The answer must be a single number: how many lines below contain "return".

(Collected data)
--------

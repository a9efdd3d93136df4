//! Scenario Harness
//!
//! Builds one FIT end to end and verifies it: write a synthetic payload,
//! compile the device tree it embeds, assemble the image with `mkimage`, then
//! run the hash verifier over the result. Any failure fails the scenario.

pub mod payload;
pub mod toolchain;

use crate::config::{ToolsConfig, VerifyConfig};
use crate::error::ScenarioError;
use crate::exec::ProcessRunner;
use crate::tree;
use crate::tree::hasher::fingerprint_file;
use crate::verify::{HashVerifier, OracleTable, VerificationReport};
use serde::{Deserialize, Serialize};
use std::path::{Path, PathBuf};
use tempfile::TempDir;
use tracing::{debug, info};

pub use payload::Payload;
pub use toolchain::{dtb_name, ToolStatus, Toolchain};

/// Scenario inputs.
#[derive(Debug, Clone, Serialize, Deserialize)]
pub struct ScenarioConfig {
    /// Directory holding the image description and device-tree source
    #[serde(default = "default_template_dir")]
    pub template_dir: PathBuf,

    /// Image description consumed by `mkimage`
    #[serde(default = "default_its")]
    pub its: String,

    /// Device-tree source compiled before assembly
    #[serde(default = "default_kernel_dts")]
    pub kernel_dts: String,

    /// Payload file name referenced by the image description
    #[serde(default = "default_payload_name")]
    pub payload_name: String,

    #[serde(default = "default_payload_len")]
    pub payload_len: usize,

    #[serde(default = "default_fill_byte")]
    pub fill_byte: u8,

    /// Output FIT file name
    #[serde(default = "default_fit_name")]
    pub fit_name: String,

    /// Persistent work directory; a fresh temporary directory when unset
    #[serde(default)]
    pub work_dir: Option<PathBuf>,
}

fn default_template_dir() -> PathBuf {
    PathBuf::from("templates")
}

fn default_its() -> String {
    "hash-images.its".to_string()
}

fn default_kernel_dts() -> String {
    "sandbox-kernel.dts".to_string()
}

fn default_payload_name() -> String {
    "test-kernel.bin".to_string()
}

fn default_payload_len() -> usize {
    500
}

fn default_fill_byte() -> u8 {
    0xa5
}

fn default_fit_name() -> String {
    "test.fit".to_string()
}

impl Default for ScenarioConfig {
    fn default() -> Self {
        Self {
            template_dir: default_template_dir(),
            its: default_its(),
            kernel_dts: default_kernel_dts(),
            payload_name: default_payload_name(),
            payload_len: default_payload_len(),
            fill_byte: default_fill_byte(),
            fit_name: default_fit_name(),
            work_dir: None,
        }
    }
}

impl ScenarioConfig {
    pub fn validate(&self) -> Result<(), String> {
        if self.fill_byte == 0 {
            return Err("fill_byte must not be zero".to_string());
        }
        if self.payload_len == 0 {
            return Err("payload_len must be positive".to_string());
        }
        if self.its.is_empty() || self.kernel_dts.is_empty() {
            return Err("its and kernel_dts must be set".to_string());
        }
        Ok(())
    }
}

/// Successful scenario run.
#[derive(Debug, Clone, Serialize)]
pub struct ScenarioOutcome {
    /// Generated FIT, set only when the work directory outlives the run
    #[serde(skip_serializing_if = "Option::is_none")]
    pub fit_path: Option<PathBuf>,
    pub report: VerificationReport,
}

impl ScenarioOutcome {
    pub fn kept(&self) -> bool {
        self.fit_path.is_some()
    }
}

enum WorkDir {
    Temp(TempDir),
    Persistent(PathBuf),
}

impl WorkDir {
    fn path(&self) -> &Path {
        match self {
            WorkDir::Temp(dir) => dir.path(),
            WorkDir::Persistent(path) => path,
        }
    }
}

/// One end-to-end build and verification.
pub struct Scenario<'a, R: ProcessRunner> {
    config: &'a ScenarioConfig,
    tools: &'a ToolsConfig,
    verify: &'a VerifyConfig,
    runner: R,
}

impl<'a, R: ProcessRunner> Scenario<'a, R> {
    pub fn new(
        config: &'a ScenarioConfig,
        tools: &'a ToolsConfig,
        verify: &'a VerifyConfig,
        runner: R,
    ) -> Self {
        Self {
            config,
            tools,
            verify,
            runner,
        }
    }

    fn template(&self, name: &str) -> Result<PathBuf, ScenarioError> {
        let path = self.config.template_dir.join(name);
        if !path.is_file() {
            return Err(ScenarioError::TemplateNotFound(path));
        }
        Ok(path)
    }

    fn work_dir(&self) -> Result<WorkDir, ScenarioError> {
        match &self.config.work_dir {
            Some(path) => {
                std::fs::create_dir_all(path)?;
                Ok(WorkDir::Persistent(path.clone()))
            }
            None => Ok(WorkDir::Temp(
                tempfile::Builder::new().prefix("fitcheck-").tempdir()?,
            )),
        }
    }

    /// Build the FIT and verify it against `oracle`.
    pub fn run(&self, oracle: &OracleTable) -> Result<ScenarioOutcome, ScenarioError> {
        let payload = Payload::filled(self.config.payload_len, self.config.fill_byte)?;
        let its = self.template(&self.config.its)?;
        self.template(&self.config.kernel_dts)?;

        let work = self.work_dir()?;
        let work_path = work.path();
        debug!(work_dir = %work_path.display(), "Scenario work directory");

        let toolchain = Toolchain::new(&self.runner, self.tools);
        toolchain.dtc(&self.config.template_dir, &self.config.kernel_dts, work_path)?;

        payload.write_to(&work_path.join(&self.config.payload_name))?;
        debug!(
            len = payload.len(),
            fill = self.config.fill_byte,
            "Wrote payload"
        );

        let fit_path = work_path.join(&self.config.fit_name);
        toolchain.assemble_fit_image(&fit_path, &its, work_path)?;

        let report = self.verify_fit(&fit_path, oracle)?;
        info!(
            fit = %fit_path.display(),
            images = report.images.len(),
            digests = report.digest_count(),
            "Scenario passed"
        );

        let fit_path = match work {
            WorkDir::Persistent(_) => Some(fit_path),
            WorkDir::Temp(_) => None,
        };
        Ok(ScenarioOutcome { fit_path, report })
    }

    fn verify_fit(
        &self,
        fit_path: &Path,
        oracle: &OracleTable,
    ) -> Result<VerificationReport, ScenarioError> {
        let accessor = tree::open(self.verify.backend, fit_path, &self.tools.fdtget, &self.runner)?;
        let mut verifier = HashVerifier::with_selection(self.verify.selection());
        verifier.find_hashable_image_nodes(&*accessor)?;
        let report = verifier.verify_hashes(&*accessor, oracle)?;
        Ok(report.with_fingerprint(fingerprint_file(fit_path)?))
    }
}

--------

* _RESULT FOR THIS EXERCISE_:
4